D’une part l’équation esclave = noir (l’esclave est noir) a tendance à se renverser, devenant noir = esclave (on est esclave parce qu’on est noir). On est là dans la fonction classique de l’idéologie, celle de la justification. Comment mieux légitimer l’esclavage, en particulier pour des consciences chrétiennes, qu’en enfermant une part de l’humanité dans une prédestination à la servitude fondée sur la nature, donc sur le définitif et l’immuable, et en faisant en sorte que soit intériorisée cette idée chez les dominés eux-mêmes, de manière à les persuader de la vanité de toute révolte ? Voilà un préjugé « d’autant plus utile qu’il est dans le cœur même des esclaves », selon les termes d’une dépêche ministérielle de 1771... [5] 

Des contradictions se font jour d’autre part à l’intérieur du système, qui minent sa structure binaire. Comme dans tous les systèmes esclavagistes, il existe en particulier une "soupape de sûreté" constituée par la pratique de l’affranchissement (destinée à laisser à celui qui est privé de liberté l’espoir de la retrouver un jour...). Mais on peut noter ici la profonde différence qui sépare l’esclavage moderne de l’esclavage antique. Si, dans ce dernier, l’esclave affranchi demeurait sa vie durant dans une situation relativement amoindrie par rapport à l’ingénu né dans la liberté, plus rien ne séparait ses descendants du reste de la société : on sait ainsi que des dynasties impériales furent issues de telles lignées... Dans l’esclavage colonial au contraire, la macule servile est indélébile dans la mesure où elle colle à la peau : l’esclave libéré devient, selon la terminologie en vigueur, un libre de couleur, expression où l’on voit accolés un terme juridique et un terme racial. C’est dire, dans ce contexte, que l’affranchissement installe une troisième catégorie imprévue entre les maîtres et les esclaves, jouissant du statut des premiers mais apparentée aux seconds : les maîtres, face au "péril en la demeure" que représente l’émergence d’une classe de gens de couleur devenant eux-mêmes des possédants, ont recours au critère racial afin de maintenir une distance maximale avec ces libres qui pourraient leur porter ombrage (Debbash, 1967).
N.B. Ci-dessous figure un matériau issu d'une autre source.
//! Per-module circuit breakers.
//!
//! A breaker guards one module name across every run in the process. It
//! counts consecutive failures while `Closed`; at the threshold it opens
//! and rejects calls outright for `reset_duration`; it then admits a
//! bounded number of half-open probes, closing again only when all of them
//! succeed.
//!
//! The registry is process-wide, keyed by module name, initialized lazily,
//! and tolerant of insertion races (first insert wins, the rest share it).

use dashmap::DashMap;
use parking_lot::Mutex;
use std::collections::BTreeMap;
use std::sync::atomic::{AtomicU64, Ordering};
use std::sync::{Arc, OnceLock};
use std::time::{Duration, Instant};
use thiserror::Error;

/// Call rejected because the breaker is open
#[derive(Error, Debug, Clone, PartialEq, Eq)]
#[error("circuit breaker open for module '{0}'")]
pub struct CircuitOpenError(pub String);

/// Breaker tuning
#[derive(Debug, Clone, PartialEq, Eq)]
pub struct CircuitBreakerConfig {
    /// Consecutive failures that open the breaker
    pub failure_threshold: u32,
    /// How long an open breaker rejects before probing
    pub reset_duration: Duration,
    /// Concurrent probes admitted while half-open
    pub half_open_max_probes: u32,
}

impl Default for CircuitBreakerConfig {
    fn default() -> Self {
        CircuitBreakerConfig {
            failure_threshold: 5,
            reset_duration: Duration::from_secs(30),
            half_open_max_probes: 1,
        }
    }
}

#[derive(Debug, Clone, Copy)]
enum BreakerState {
    Closed { consecutive_failures: u32 },
    Open { since: Instant },
    HalfOpen { in_flight: u32 },
}

/// Snapshot of one breaker for `all_stats`
#[derive(Debug, Clone, PartialEq, Eq)]
pub struct BreakerStats {
    pub state: String,
    pub total_successes: u64,
    pub total_failures: u64,
}

/// State machine limiting calls to one module after repeated failures.
pub struct CircuitBreaker {
    module_name: String,
    config: CircuitBreakerConfig,
    state: Mutex<BreakerState>,
    total_successes: AtomicU64,
    total_failures: AtomicU64,
}

impl CircuitBreaker {
    /// Closed breaker for `module_name`
    pub fn new(module_name: impl Into<String>, config: CircuitBreakerConfig) -> Self {
        CircuitBreaker {
            module_name: module_name.into(),
            config,
            state: Mutex::new(BreakerState::Closed {
                consecutive_failures: 0,
            }),
            total_successes: AtomicU64::new(0),
            total_failures: AtomicU64::new(0),
        }
    }

    /// Admission check. Open breakers reject immediately; half-open ones
    /// admit up to the probe budget.
    pub fn try_acquire(&self) -> Result<(), CircuitOpenError> {
        let mut state = self.state.lock();
        match *state {
            BreakerState::Closed { .. } => Ok(()),
            BreakerState::Open { since } => {
                if since.elapsed() >= self.config.reset_duration {
                    *state = BreakerState::HalfOpen { in_flight: 1 };
                    Ok(())
                } else {
                    Err(CircuitOpenError(self.module_name.clone()))
                }
            }
            BreakerState::HalfOpen { in_flight } => {
                if in_flight < self.config.half_open_max_probes.max(1) {
                    *state = BreakerState::HalfOpen {
                        in_flight: in_flight + 1,
                    };
                    Ok(())
                } else {
                    Err(CircuitOpenError(self.module_name.clone()))
                }
            }
        }
    }

    /// Record a successful call
    pub fn record_success(&self) {
        self.total_successes.fetch_add(1, Ordering::Relaxed);
        let mut state = self.state.lock();
        match *state {
            BreakerState::Closed { .. } => {
                *state = BreakerState::Closed {
                    consecutive_failures: 0,
                };
            }
            BreakerState::HalfOpen { in_flight } => {
                // Every admitted probe succeeded once the last one lands;
                // a failure would already have reopened the breaker.
                if in_flight <= 1 {
                    *state = BreakerState::Closed {
                        consecutive_failures: 0,
                    };
                } else {
                    *state = BreakerState::HalfOpen {
                        in_flight: in_flight - 1,
                    };
                }
            }
            BreakerState::Open { .. } => {}
        }
    }

    /// Record a failed call
    pub fn record_failure(&self) {
        self.total_failures.fetch_add(1, Ordering::Relaxed);
        let mut state = self.state.lock();
        match *state {
            BreakerState::Closed {
                consecutive_failures,
            } => {
                let failures = consecutive_failures + 1;
                if failures >= self.config.failure_threshold {
                    *state = BreakerState::Open {
                        since: Instant::now(),
                    };
                } else {
                    *state = BreakerState::Closed {
                        consecutive_failures: failures,
                    };
                }
            }
            BreakerState::HalfOpen { .. } => {
                *state = BreakerState::Open {
                    since: Instant::now(),
                };
            }
            BreakerState::Open { .. } => {}
        }
    }

    /// Current state name: "Closed", "Open", or "HalfOpen"
    pub fn state_name(&self) -> &'static str {
        match *self.state.lock() {
            BreakerState::Closed { .. } => "Closed",
            BreakerState::Open { .. } => "Open",
            BreakerState::HalfOpen { .. } => "HalfOpen",
        }
    }

    /// Snapshot for reporting
    pub fn stats(&self) -> BreakerStats {
        BreakerStats {
            state: self.state_name().to_string(),
            total_successes: self.total_successes.load(Ordering::Relaxed),
            total_failures: self.total_failures.load(Ordering::Relaxed),
        }
    }
}

/// Process-wide registry of breakers keyed by module name.
#[derive(Default)]
pub struct BreakerRegistry {
    breakers: DashMap<String, Arc<CircuitBreaker>>,
}

impl BreakerRegistry {
    /// Empty registry
    pub fn new() -> Self {
        BreakerRegistry::default()
    }

    /// The process-wide registry
    pub fn global() -> &'static BreakerRegistry {
        static REGISTRY: OnceLock<BreakerRegistry> = OnceLock::new();
        REGISTRY.get_or_init(BreakerRegistry::new)
    }

    /// The breaker for `module_name`, created with `config` on first use
    pub fn for_module(
        &self,
        module_name: &str,
        config: &CircuitBreakerConfig,
    ) -> Arc<CircuitBreaker> {
        self.breakers
            .entry(module_name.to_string())
            .or_insert_with(|| Arc::new(CircuitBreaker::new(module_name, config.clone())))
            .clone()
    }

    /// Snapshot of every registered breaker
    pub fn all_stats(&self) -> BTreeMap<String, BreakerStats> {
        self.breakers
            .iter()
            .map(|entry| (entry.key().clone(), entry.value().stats()))
            .collect()
    }
}

#[cfg(test)]
mod tests {
    use super::*;

    fn config(threshold: u32, reset_ms: u64, probes: u32) -> CircuitBreakerConfig {
        CircuitBreakerConfig {
            failure_threshold: threshold,
            reset_duration: Duration::from_millis(reset_ms),
            half_open_max_probes: probes,
        }
    }

    #[test]
    fn test_opens_after_threshold() {
        let breaker = CircuitBreaker::new("m", config(3, 1000, 1));
        for _ in 0..2 {
            breaker.try_acquire().unwrap();
            breaker.record_failure();
        }
        assert_eq!(breaker.state_name(), "Closed");

        breaker.try_acquire().unwrap();
        breaker.record_failure();
        assert_eq!(breaker.state_name(), "Open");
        assert!(breaker.try_acquire().is_err());
    }

    #[test]
    fn test_success_resets_consecutive_count() {
        let breaker = CircuitBreaker::new("m", config(2, 1000, 1));
        breaker.record_failure();
        breaker.record_success();
        breaker.record_failure();
        assert_eq!(breaker.state_name(), "Closed");
    }

    #[test]
    fn test_half_open_probe_success_closes() {
        let breaker = CircuitBreaker::new("m", config(1, 0, 1));
        breaker.record_failure();
        assert_eq!(breaker.state_name(), "Open");

        // reset_duration of zero: the next acquire is a probe
        breaker.try_acquire().unwrap();
        assert_eq!(breaker.state_name(), "HalfOpen");

        breaker.record_success();
        assert_eq!(breaker.state_name(), "Closed");
    }

    #[test]
    fn test_half_open_probe_failure_reopens() {
        let breaker = CircuitBreaker::new("m", config(1, 0, 1));
        breaker.record_failure();
        breaker.try_acquire().unwrap();
        breaker.record_failure();
        assert_eq!(breaker.state_name(), "Open");
    }

    #[test]
    fn test_half_open_probe_budget() {
        let breaker = CircuitBreaker::new("m", config(1, 0, 2));
        breaker.record_failure();

        breaker.try_acquire().unwrap();
        breaker.try_acquire().unwrap();
        // Budget of two exhausted
        assert!(breaker.try_acquire().is_err());
    }

    #[test]
    fn test_registry_stats() {
        let registry = BreakerRegistry::new();
        let breaker = registry.for_module("alpha", &CircuitBreakerConfig::default());
        breaker.record_success();
        breaker.record_failure();

        let stats = registry.all_stats();
        assert_eq!(stats["alpha"].total_successes, 1);
        assert_eq!(stats["alpha"].total_failures, 1);
        assert_eq!(stats["alpha"].state, "Closed");
    }
}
Il se produit donc ce qu’on peut appeler une "racialisation" des rapports sociaux, à savoir une autonomisation de la "race" dans le champ social : les caractères phénotypiques se mettent à avoir une valeur propre, servant à positionner les individus et les lignées dont ils procèdent, dans le jeu social (Jamard, 1983). Comme l’a bien noté Michelle Duchet (1969), si le mépris de l’esclave est là dès l’origine, le préjugé de couleur apparaît en quelque sorte comme un vice de structure que l’histoire a peu à peu révélé...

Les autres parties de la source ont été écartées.